The records should be written out in full, with nothing altered.
───── Extracted data ─────
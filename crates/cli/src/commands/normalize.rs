//! Normalize the collector logs of a finished run

use anyhow::{bail, Result};
use colored::Colorize;
use runner_lib::config::{FilterMode, NormalizerConfig, ProcessFilter};
use runner_lib::{Normalizer, SourceReport};
use std::path::Path;
use tabled::Tabled;

use crate::output::{color_status, format_total, print_table, print_warning, OutputFormat};

pub struct NormalizeOptions {
    pub filter: String,
    pub exact: bool,
    pub case_sensitive: bool,
    pub iotop_interval: f64,
    pub scaphandre_interval: f64,
}

/// Row for source reports table
#[derive(Tabled)]
struct SourceRow {
    #[tabled(rename = "Source")]
    source: String,
    #[tabled(rename = "Metric")]
    metric: String,
    #[tabled(rename = "Total")]
    total: String,
    #[tabled(rename = "Records")]
    records: u64,
    #[tabled(rename = "Warnings")]
    warnings: u64,
    #[tabled(rename = "Status")]
    status: String,
}

impl From<&SourceReport> for SourceRow {
    fn from(report: &SourceReport) -> Self {
        Self {
            source: report.source.clone(),
            metric: report.kind.to_string(),
            total: format_total(report.total(), report.kind.unit()),
            records: report.records,
            warnings: report.warnings,
            status: color_status(report.health.status),
        }
    }
}

/// Build the normalizer settings the options describe
pub fn settings(options: &NormalizeOptions) -> Result<(NormalizerConfig, ProcessFilter)> {
    if options.filter.trim().is_empty() {
        bail!("--filter must not be empty");
    }
    let positive = |secs: f64| secs.is_finite() && secs > 0.0;
    if !(positive(options.iotop_interval) && positive(options.scaphandre_interval)) {
        bail!("sample intervals must be positive");
    }

    let mut config = NormalizerConfig::default();
    config.iotop.sample_interval_secs = options.iotop_interval;
    config.scaphandre.sample_interval_secs = options.scaphandre_interval;

    let filter = ProcessFilter {
        token: options.filter.clone(),
        mode: if options.exact {
            FilterMode::ExactToken
        } else {
            FilterMode::Substring
        },
        case_sensitive: options.case_sensitive,
    };
    Ok((config, filter))
}

/// Normalize every log found in `log_dir` and print the per-source totals
pub async fn normalize_logs(log_dir: &Path, options: NormalizeOptions, format: OutputFormat) -> Result<()> {
    if !log_dir.is_dir() {
        bail!("{} is not a directory", log_dir.display());
    }

    let (config, filter) = settings(&options)?;
    let reports = Normalizer::for_log_dir(log_dir, &config, &filter, None)?
        .run()
        .await;

    if let OutputFormat::Table = format {
        println!("{}", format!("Normalized logs in {}", log_dir.display()).bold());
    }
    let rows: Vec<SourceRow> = reports.iter().map(SourceRow::from).collect();
    print_table(rows, &reports, format)?;

    if let OutputFormat::Table = format {
        for report in reports.iter().filter(|r| !r.is_healthy()) {
            print_warning(&format!(
                "{}: {}",
                report.source,
                report.health.message.as_deref().unwrap_or("not healthy")
            ));
        }
    }

    Ok(())
}

#[cfg(test)]
mod tests {
    use super::*;

    fn options(filter: &str) -> NormalizeOptions {
        NormalizeOptions {
            filter: filter.to_string(),
            exact: true,
            case_sensitive: false,
            iotop_interval: 2.0,
            scaphandre_interval: 1.0,
        }
    }

    #[test]
    fn test_settings_from_options() {
        let (config, filter) = settings(&options("chia")).unwrap();
        assert_eq!(config.iotop.sample_interval_secs, 2.0);
        assert_eq!(config.scaphandre.sample_interval_secs, 1.0);
        assert!(config.wattmeter.is_none());
        assert_eq!(filter.mode, FilterMode::ExactToken);
        assert!(filter.matches("/usr/bin/chia plots create"));
    }

    #[test]
    fn test_settings_reject_invalid_intervals() {
        for secs in [0.0, -2.0, f64::NAN, f64::INFINITY] {
            let mut bad_iotop = options("chia");
            bad_iotop.iotop_interval = secs;
            assert!(settings(&bad_iotop).is_err());

            let mut bad_scaphandre = options("chia");
            bad_scaphandre.scaphandre_interval = secs;
            assert!(settings(&bad_scaphandre).is_err());
        }
    }

    #[test]
    fn test_settings_reject_empty_filter() {
        assert!(settings(&options(" ")).is_err());
    }
}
─────
Reply to the task:
filename crates/cli/src/commands/normalize.rs
//! Normalize the collector logs of a finished run

use anyhow::{bail, Result};
use colored::Colorize;
use runner_lib::config::{FilterMode, NormalizerConfig, ProcessFilter};
use runner_lib::{Normalizer, SourceReport};
use std::path::Path;
use tabled::Tabled;

use crate::output::{color_status, format_total, print_table, print_warning, OutputFormat};

pub struct NormalizeOptions {
    pub filter: String,
    pub exact: bool,
    pub case_sensitive: bool,
    pub iotop_interval: f64,
    pub scaphandre_interval: f64,
}

/// Row for source reports table
#[derive(Tabled)]
struct SourceRow {
    #[tabled(rename = "Source")]
    source: String,
    #[tabled(rename = "Metric")]
    metric: String,
    #[tabled(rename = "Total")]
    total: String,
    #[tabled(rename = "Records")]
    records: u64,
    #[tabled(rename = "Warnings")]
    warnings: u64,
    #[tabled(rename = "Status")]
    status: String,
}

impl From<&SourceReport> for SourceRow {
    fn from(report: &SourceReport) -> Self {
        Self {
            source: report.source.clone(),
            metric: report.kind.to_string(),
            total: format_total(report.total(), report.kind.unit()),
            records: report.records,
            warnings: report.warnings,
            status: color_status(report.health.status),
        }
    }
}

/// Build the normalizer settings the options describe
pub fn settings(options: &NormalizeOptions) -> Result<(NormalizerConfig, ProcessFilter)> {
    if options.filter.trim().is_empty() {
        bail!("--filter must not be empty");
    }
    let positive = |secs: f64| secs.is_finite() && secs > 0.0;
    if !(positive(options.iotop_interval) && positive(options.scaphandre_interval)) {
        bail!("sample intervals must be positive");
    }

    let mut config = NormalizerConfig::default();
    config.iotop.sample_interval_secs = options.iotop_interval;
    config.scaphandre.sample_interval_secs = options.scaphandre_interval;

    let filter = ProcessFilter {
        token: options.filter.clone(),
        mode: if options.exact {
            FilterMode::ExactToken
        } else {
            FilterMode::Substring
        },
        case_sensitive: options.case_sensitive,
    };
    Ok((config, filter))
}

/// Normalize every log found in `log_dir` and print the per-source totals
pub async fn normalize_logs(log_dir: &Path, options: NormalizeOptions, format: OutputFormat) -> Result<()> {
    if !log_dir.is_dir() {
        bail!("{} is not a directory", log_dir.display());
    }

    let (config, filter) = settings(&options)?;
    let reports = Normalizer::for_log_dir(log_dir, &config, &filter, None)?
        .run()
        .await;

    if let OutputFormat::Table = format {
        println!("{}", format!("Normalized logs in {}", log_dir.display()).bold());
    }
    let rows: Vec<SourceRow> = reports.iter().map(SourceRow::from).collect();
    print_table(rows, &reports, format)?;

    if let OutputFormat::Table = format {
        for report in reports.iter().filter(|r| !r.is_healthy()) {
            print_warning(&format!(
                "{}: {}",
                report.source,
                report.health.message.as_deref().unwrap_or("not healthy")
            ));
        }
    }

    Ok(())
}

#[cfg(test)]
mod tests {
    use super::*;

    fn options(filter: &str) -> NormalizeOptions {
        NormalizeOptions {
            filter: filter.to_string(),
            exact: true,
            case_sensitive: false,
            iotop_interval: 2.0,
            scaphandre_interval: 1.0,
        }
    }

    #[test]
    fn test_settings_from_options() {
        let (config, filter) = settings(&options("chia")).unwrap();
        assert_eq!(config.iotop.sample_interval_secs, 2.0);
        assert_eq!(config.scaphandre.sample_interval_secs, 1.0);
        assert!(config.wattmeter.is_none());
        assert_eq!(filter.mode, FilterMode::ExactToken);
        assert!(filter.matches("/usr/bin/chia plots create"));
    }

    #[test]
    fn test_settings_reject_invalid_intervals() {
        for secs in [0.0, -2.0, f64::NAN, f64::INFINITY] {
            let mut bad_iotop = options("chia");
            bad_iotop.iotop_interval = secs;
            assert!(settings(&bad_iotop).is_err());

            let mut bad_scaphandre = options("chia");
            bad_scaphandre.scaphandre_interval = secs;
            assert!(settings(&bad_scaphandre).is_err());
        }
    }

    #[test]
    fn test_settings_reject_empty_filter() {
        assert!(settings(&options(" ")).is_err());
    }
}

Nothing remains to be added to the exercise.